URANIE : Cet ouvrage représente un gros travail de synthèse de nombreuses connaissances diverses. Combien de temps avez-vous mis pour regrouper toutes ces informations ? Ce travail est-il le fruit direct de votre activité d'enseignant en histoire des sciences ?
Jacques Gapaillard : Je n’avais jamais abordé ce sujet auparavant, ni dans mes travaux de recherche, ni dans mon enseignement, mais il est certain que mon activité en histoire des sciences est pour beaucoup dans mon souci de puiser un maximum d’informations à la source, ce qui est la démarche normale de tout historien. Par exemple, l’heure est un domaine sensible qui touche à la vie quotidienne et au sujet de laquelle les habitudes acquises ne s’abandonnent pas facilement. Il était par conséquent prévisible que les changements de régime en cette matière s’accompagneraient généralement de protestations et de débats dont je me suis efforcé de trouver le témoignage dans les écrits de l’époque. Mais il ne suffit pas de réunir des documents, il importe encore de comprendre comment ils s’insèrent dans une histoire cohérente qu’il faut raconter. De plus, certaines questions techniques méritent d’être exposées, tant en astronomie qu’en horlogerie, sans compter ce qui est lié à l’introduction du temps atomique et à son utilisation. Tout cela prend beaucoup de temps et ce livre est le fruit de quatre années de travail. Au sujet des textes originaux que j’ai consultés, j’ajoute que je ne m’en suis pas seulement servi pour élaborer mon propre discours, j’ai aussi tenu à en restituer les passages les plus marquants. Le livre se trouve ainsi émaillé d’un grand nombre de citations chaque fois que le sujet traité s’y prête.
URANIE : Quels sont pour vous les moments clés de la mesure du temps dans l'histoire des hommes, et en France en particulier ?
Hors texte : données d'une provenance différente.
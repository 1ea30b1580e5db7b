use tokio::sync::mpsc;

use super::engine::{ItemOutcome, ItemStatus, RunSummary};

/// Running totals published after every item.
#[derive(Debug, Clone, Copy, Default, PartialEq, Eq)]
pub struct Counters {
    pub collections_done: usize,
    pub collections_total: usize,
    pub processed: usize,
    pub migrated: usize,
    pub skipped: usize,
    pub failed: usize,
}

/// Narrow view of a run for front ends. Every method has a no-op default so
/// an observer only implements what it shows.
pub trait MigrationObserver: Send + Sync {
    fn collection_started(&self, _name: &str, _index: usize, _total: usize) {}

    fn item_finished(&self, _item_id: &str, _filename: &str, _outcome: &ItemOutcome) {}

    fn progress(&self, _counters: &Counters) {}

    fn log(&self, _line: &str) {}
}

/// Observer that drops everything; the engine's own tracing output remains.
#[derive(Debug, Default, Clone, Copy)]
pub struct NoopObserver;

impl MigrationObserver for NoopObserver {}

/// Mirrors observer calls into `tracing` events.
#[derive(Debug, Default, Clone, Copy)]
pub struct TracingObserver;

impl MigrationObserver for TracingObserver {
    fn collection_started(&self, name: &str, index: usize, total: usize) {
        tracing::info!("[{}/{}] {}", index + 1, total, name);
    }

    fn item_finished(&self, item_id: &str, filename: &str, outcome: &ItemOutcome) {
        match outcome {
            ItemOutcome::Failed(reason) => {
                tracing::warn!(item = item_id, file = filename, reason = %reason, "item failed");
            }
            ItemOutcome::Migrated => {
                tracing::info!(item = item_id, file = filename, "migrated");
            }
            ItemOutcome::DryRun(status) => {
                tracing::info!(item = item_id, "{}", dry_run_line(filename, *status));
            }
            other => {
                tracing::debug!(item = item_id, file = filename, outcome = ?other, "item settled");
            }
        }
    }

    fn log(&self, line: &str) {
        tracing::info!("{line}");
    }
}

/// One line of the dry-run report, e.g. `[PENDING] IMG_0001.JPG`.
pub fn dry_run_line(filename: &str, status: ItemStatus) -> String {
    format!("[{}] {filename}", status.label())
}

#[derive(Debug, Clone, PartialEq)]
pub enum MigrationEvent {
    CollectionStarted {
        name: String,
        index: usize,
        total: usize,
    },
    ItemFinished {
        item_id: String,
        filename: String,
        outcome: ItemOutcome,
    },
    Progress(Counters),
    Log(String),
    Finished(Result<RunSummary, String>),
}

/// Forwards observer calls over an unbounded channel. Sends after the
/// receiver is gone are dropped.
#[derive(Debug, Clone)]
pub struct ChannelObserver {
    tx: mpsc::UnboundedSender<MigrationEvent>,
}

impl ChannelObserver {
    pub fn new(tx: mpsc::UnboundedSender<MigrationEvent>) -> Self {
        Self { tx }
    }

    pub fn channel() -> (Self, mpsc::UnboundedReceiver<MigrationEvent>) {
        let (tx, rx) = mpsc::unbounded_channel();
        (Self::new(tx), rx)
    }

    pub(crate) fn send(&self, event: MigrationEvent) {
        let _ = self.tx.send(event);
    }
}

impl MigrationObserver for ChannelObserver {
    fn collection_started(&self, name: &str, index: usize, total: usize) {
        self.send(MigrationEvent::CollectionStarted {
            name: name.to_string(),
            index,
            total,
        });
    }

    fn item_finished(&self, item_id: &str, filename: &str, outcome: &ItemOutcome) {
        self.send(MigrationEvent::ItemFinished {
            item_id: item_id.to_string(),
            filename: filename.to_string(),
            outcome: outcome.clone(),
        });
    }

    fn progress(&self, counters: &Counters) {
        self.send(MigrationEvent::Progress(*counters));
    }

    fn log(&self, line: &str) {
        self.send(MigrationEvent::Log(line.to_string()));
    }
}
Jacques Gapaillard : Je retiendrais trois grandes mutations, chacune induite par une innovation technologique. Mon histoire de l’heure commence au Moyen Âge qui voit l’apparition de l’horlogerie vers 1300 et, à la fin de cette période, l’horloge aura eu raison du vieux système des heures inégales. Cependant, cette mécanique sera encore longtemps soumise au cadran solaire dont on l’obligera à suivre les indications alors qu’elle n’a aucune vocation à le faire. Ce n’est qu’au deuxième quart du XIXème siècle que la France abandonnera l’heure vraie des cadrans solaires pour l’heure de temps moyen compatible avec les horloges. L’étape suivante sera l’œuvre du chemin de fer dont le fonctionnement ne peut s’accommoder d’heures locales qui dépendent de la longitude du lieu. Il réclame au contraire l’adoption d’une heure uniforme sur tous les réseaux français. C’est ainsi que l’heure de Paris a été exportée en province, prélude à l’adoption d’une heure nationale en 1891. Le troisième changement important se produira vingt ans plus tard, quand la France aura cessé de se cramponner à son méridien de Paris dans son refus de céder à la position dominante de son rival britannique. Cette fois, c’est le développement de la TSF qui entraînera la décision, en étroite association avec la tour Eiffel. Dès lors, la France a rejoint le concert des nations en intégrant le système mondial des fuseaux horaires. À côté de ce pas décisif, et s’agissant du régime de l’heure civile, les changements ultérieurs ne sont que des aménagements, que ce soit l’introduction d’une heure d’été ou l’implication du temps atomique dans la définition de l’heure UTC.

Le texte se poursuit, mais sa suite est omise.